§ **Items from a dataset**

//! Deterministic random number generation for shuffling and autoplay.
//!
//! ## Key Features
//!
//! - **Deterministic**: Same seed produces identical shuffles
//! - **Serializable**: O(1) state capture and restore for session checkpoints
//!
//! ```
//! use set_engine::core::GameRng;
//!
//! let mut a = GameRng::new(7);
//! let mut b = GameRng::new(7);
//!
//! let mut left: Vec<u32> = (0..20).collect();
//! let mut right = left.clone();
//! a.shuffle(&mut left);
//! b.shuffle(&mut right);
//!
//! assert_eq!(left, right);
//! ```

use rand::{Rng, SeedableRng};
use rand_chacha::ChaCha8Rng;
use serde::{Deserialize, Serialize};

/// Seedable RNG used for deck shuffles and simulated players.
///
/// Uses ChaCha8 for speed while keeping a uniform distribution; every
/// permutation of a shuffled slice is equally likely.
#[derive(Clone, Debug)]
pub struct GameRng {
    inner: ChaCha8Rng,
    seed: u64,
}

impl GameRng {
    /// Create a new RNG with the given seed.
    #[must_use]
    pub fn new(seed: u64) -> Self {
        Self {
            inner: ChaCha8Rng::seed_from_u64(seed),
            seed,
        }
    }

    /// Create an RNG seeded from the operating system.
    ///
    /// The drawn seed is kept, so the state can still be checkpointed.
    #[must_use]
    pub fn from_entropy() -> Self {
        Self::new(rand::random())
    }

    /// The seed this RNG was created with.
    #[must_use]
    pub fn seed(&self) -> u64 {
        self.seed
    }

    /// Generate a random boolean with given probability of true.
    ///
    /// The probability is clamped into `[0, 1]`; NaN counts as 0.
    pub fn gen_bool(&mut self, probability: f64) -> bool {
        self.inner.gen_bool(unit_probability(probability))
    }

    /// Shuffle a slice in place (Fisher-Yates).
    pub fn shuffle<T>(&mut self, slice: &mut [T]) {
        use rand::seq::SliceRandom;
        slice.shuffle(&mut self.inner);
    }

    /// Choose a random element from a slice.
    #[must_use]
    pub fn choose<'a, T>(&mut self, slice: &'a [T]) -> Option<&'a T> {
        use rand::seq::SliceRandom;
        slice.choose(&mut self.inner)
    }

    /// Get the current state for serialization.
    #[must_use]
    pub fn state(&self) -> GameRngState {
        GameRngState {
            seed: self.seed,
            word_pos: self.inner.get_word_pos(),
        }
    }

    /// Restore from a saved state.
    #[must_use]
    pub fn from_state(state: &GameRngState) -> Self {
        let mut inner = ChaCha8Rng::seed_from_u64(state.seed);
        inner.set_word_pos(state.word_pos);
        Self {
            inner,
            seed: state.seed,
        }
    }
}

/// Clamp `p` into `[0, 1]`, mapping NaN to 0.
#[must_use]
pub fn unit_probability(p: f64) -> f64 {
    if p.is_nan() {
        0.0
    } else {
        p.clamp(0.0, 1.0)
    }
}

/// Serializable RNG state for checkpointing.
///
/// Uses ChaCha8 word position for O(1) serialization regardless of
/// how many random numbers have been generated.
#[derive(Clone, Debug, PartialEq, Eq, Serialize, Deserialize)]
pub struct GameRngState {
    /// Original seed
    pub seed: u64,
    /// ChaCha8 word position (128-bit counter)
    pub word_pos: u128,
}

#[cfg(test)]
mod tests {
    use super::*;

    #[test]
    fn test_determinism() {
        let mut rng1 = GameRng::new(42);
        let mut rng2 = GameRng::new(42);

        for _ in 0..100 {
            assert_eq!(rng1.gen_bool(0.5), rng2.gen_bool(0.5));
        }
    }

    #[test]
    fn test_different_seeds() {
        let mut rng1 = GameRng::new(1);
        let mut rng2 = GameRng::new(2);

        let mut seq1: Vec<u32> = (0..32).collect();
        let mut seq2 = seq1.clone();
        rng1.shuffle(&mut seq1);
        rng2.shuffle(&mut seq2);

        assert_ne!(seq1, seq2);
    }

    #[test]
    fn test_shuffle() {
        let mut rng = GameRng::new(42);
        let mut data = vec![1, 2, 3, 4, 5, 6, 7, 8, 9, 10];
        let original = data.clone();

        rng.shuffle(&mut data);

        // Should be same elements, different order (very likely)
        assert_eq!(data.len(), original.len());
        assert_ne!(data, original);

        data.sort();
        assert_eq!(data, original);
    }

    #[test]
    fn test_choose() {
        let mut rng = GameRng::new(42);
        let items = vec![1, 2, 3, 4, 5];

        let chosen = rng.choose(&items);
        assert!(chosen.is_some());
        assert!(items.contains(chosen.unwrap()));

        let empty: Vec<i32> = vec![];
        assert!(rng.choose(&empty).is_none());
    }

    #[test]
    fn test_gen_bool_extremes() {
        let mut rng = GameRng::new(3);
        for _ in 0..50 {
            assert!(rng.gen_bool(1.0));
            assert!(!rng.gen_bool(0.0));
        }
        // Out of range probabilities are clamped rather than panicking
        assert!(rng.gen_bool(2.5));
        assert!(!rng.gen_bool(-1.0));
        assert!(rng.gen_bool(f64::INFINITY));
        assert!(!rng.gen_bool(f64::NAN));
    }

    #[test]
    fn test_state_serialization() {
        let mut rng = GameRng::new(42);

        for _ in 0..100 {
            rng.gen_bool(0.5);
        }

        let state = rng.state();
        let expected: Vec<_> = (0..10).map(|_| rng.gen_bool(0.5)).collect();

        let mut restored = GameRng::from_state(&state);
        let actual: Vec<_> = (0..10).map(|_| restored.gen_bool(0.5)).collect();

        assert_eq!(expected, actual);
        assert_eq!(restored.seed(), 42);
    }

    #[test]
    fn test_state_serde() {
        let state = GameRngState {
            seed: 42,
            word_pos: 12345,
        };

        let json = serde_json::to_string(&state).unwrap();
        let deserialized: GameRngState = serde_json::from_str(&json).unwrap();

        assert_eq!(state, deserialized);
    }
}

§ **Your objective**
A faithful, word-for-word transcription of the data above is required.

§ **Exercise answer**
//! Deterministic random number generation for shuffling and autoplay.
//!
//! ## Key Features
//!
//! - **Deterministic**: Same seed produces identical shuffles
//! - **Serializable**: O(1) state capture and restore for session checkpoints
//!
//! ```
//! use set_engine::core::GameRng;
//!
//! let mut a = GameRng::new(7);
//! let mut b = GameRng::new(7);
//!
//! let mut left: Vec<u32> = (0..20).collect();
//! let mut right = left.clone();
//! a.shuffle(&mut left);
//! b.shuffle(&mut right);
//!
//! assert_eq!(left, right);
//! ```

use rand::{Rng, SeedableRng};
use rand_chacha::ChaCha8Rng;
use serde::{Deserialize, Serialize};

/// Seedable RNG used for deck shuffles and simulated players.
///
/// Uses ChaCha8 for speed while keeping a uniform distribution; every
/// permutation of a shuffled slice is equally likely.
#[derive(Clone, Debug)]
pub struct GameRng {
    inner: ChaCha8Rng,
    seed: u64,
}

impl GameRng {
    /// Create a new RNG with the given seed.
    #[must_use]
    pub fn new(seed: u64) -> Self {
        Self {
            inner: ChaCha8Rng::seed_from_u64(seed),
            seed,
        }
    }

    /// Create an RNG seeded from the operating system.
    ///
    /// The drawn seed is kept, so the state can still be checkpointed.
    #[must_use]
    pub fn from_entropy() -> Self {
        Self::new(rand::random())
    }

    /// The seed this RNG was created with.
    #[must_use]
    pub fn seed(&self) -> u64 {
        self.seed
    }

    /// Generate a random boolean with given probability of true.
    ///
    /// The probability is clamped into `[0, 1]`; NaN counts as 0.
    pub fn gen_bool(&mut self, probability: f64) -> bool {
        self.inner.gen_bool(unit_probability(probability))
    }

    /// Shuffle a slice in place (Fisher-Yates).
    pub fn shuffle<T>(&mut self, slice: &mut [T]) {
        use rand::seq::SliceRandom;
        slice.shuffle(&mut self.inner);
    }

    /// Choose a random element from a slice.
    #[must_use]
    pub fn choose<'a, T>(&mut self, slice: &'a [T]) -> Option<&'a T> {
        use rand::seq::SliceRandom;
        slice.choose(&mut self.inner)
    }

    /// Get the current state for serialization.
    #[must_use]
    pub fn state(&self) -> GameRngState {
        GameRngState {
            seed: self.seed,
            word_pos: self.inner.get_word_pos(),
        }
    }

    /// Restore from a saved state.
    #[must_use]
    pub fn from_state(state: &GameRngState) -> Self {
        let mut inner = ChaCha8Rng::seed_from_u64(state.seed);
        inner.set_word_pos(state.word_pos);
        Self {
            inner,
            seed: state.seed,
        }
    }
}

/// Clamp `p` into `[0, 1]`, mapping NaN to 0.
#[must_use]
pub fn unit_probability(p: f64) -> f64 {
    if p.is_nan() {
        0.0
    } else {
        p.clamp(0.0, 1.0)
    }
}

/// Serializable RNG state for checkpointing.
///
/// Uses ChaCha8 word position for O(1) serialization regardless of
/// how many random numbers have been generated.
#[derive(Clone, Debug, PartialEq, Eq, Serialize, Deserialize)]
pub struct GameRngState {
    /// Original seed
    pub seed: u64,
    /// ChaCha8 word position (128-bit counter)
    pub word_pos: u128,
}

#[cfg(test)]
mod tests {
    use super::*;

    #[test]
    fn test_determinism() {
        let mut rng1 = GameRng::new(42);
        let mut rng2 = GameRng::new(42);

        for _ in 0..100 {
            assert_eq!(rng1.gen_bool(0.5), rng2.gen_bool(0.5));
        }
    }

    #[test]
    fn test_different_seeds() {
        let mut rng1 = GameRng::new(1);
        let mut rng2 = GameRng::new(2);

        let mut seq1: Vec<u32> = (0..32).collect();
        let mut seq2 = seq1.clone();
        rng1.shuffle(&mut seq1);
        rng2.shuffle(&mut seq2);

        assert_ne!(seq1, seq2);
    }

    #[test]
    fn test_shuffle() {
        let mut rng = GameRng::new(42);
        let mut data = vec![1, 2, 3, 4, 5, 6, 7, 8, 9, 10];
        let original = data.clone();

        rng.shuffle(&mut data);

        // Should be same elements, different order (very likely)
        assert_eq!(data.len(), original.len());
        assert_ne!(data, original);

        data.sort();
        assert_eq!(data, original);
    }

    #[test]
    fn test_choose() {
        let mut rng = GameRng::new(42);
        let items = vec![1, 2, 3, 4, 5];

        let chosen = rng.choose(&items);
        assert!(chosen.is_some());
        assert!(items.contains(chosen.unwrap()));

        let empty: Vec<i32> = vec![];
        assert!(rng.choose(&empty).is_none());
    }

    #[test]
    fn test_gen_bool_extremes() {
        let mut rng = GameRng::new(3);
        for _ in 0..50 {
            assert!(rng.gen_bool(1.0));
            assert!(!rng.gen_bool(0.0));
        }
        // Out of range probabilities are clamped rather than panicking
        assert!(rng.gen_bool(2.5));
        assert!(!rng.gen_bool(-1.0));
        assert!(rng.gen_bool(f64::INFINITY));
        assert!(!rng.gen_bool(f64::NAN));
    }

    #[test]
    fn test_state_serialization() {
        let mut rng = GameRng::new(42);

        for _ in 0..100 {
            rng.gen_bool(0.5);
        }

        let state = rng.state();
        let expected: Vec<_> = (0..10).map(|_| rng.gen_bool(0.5)).collect();

        let mut restored = GameRng::from_state(&state);
        let actual: Vec<_> = (0..10).map(|_| restored.gen_bool(0.5)).collect();

        assert_eq!(expected, actual);
        assert_eq!(restored.seed(), 42);
    }

    #[test]
    fn test_state_serde() {
        let state = GameRngState {
            seed: 42,
            word_pos: 12345,
        };

        let json = serde_json::to_string(&state).unwrap();
        let deserialized: GameRngState = serde_json::from_str(&json).unwrap();

        assert_eq!(state, deserialized);
    }
}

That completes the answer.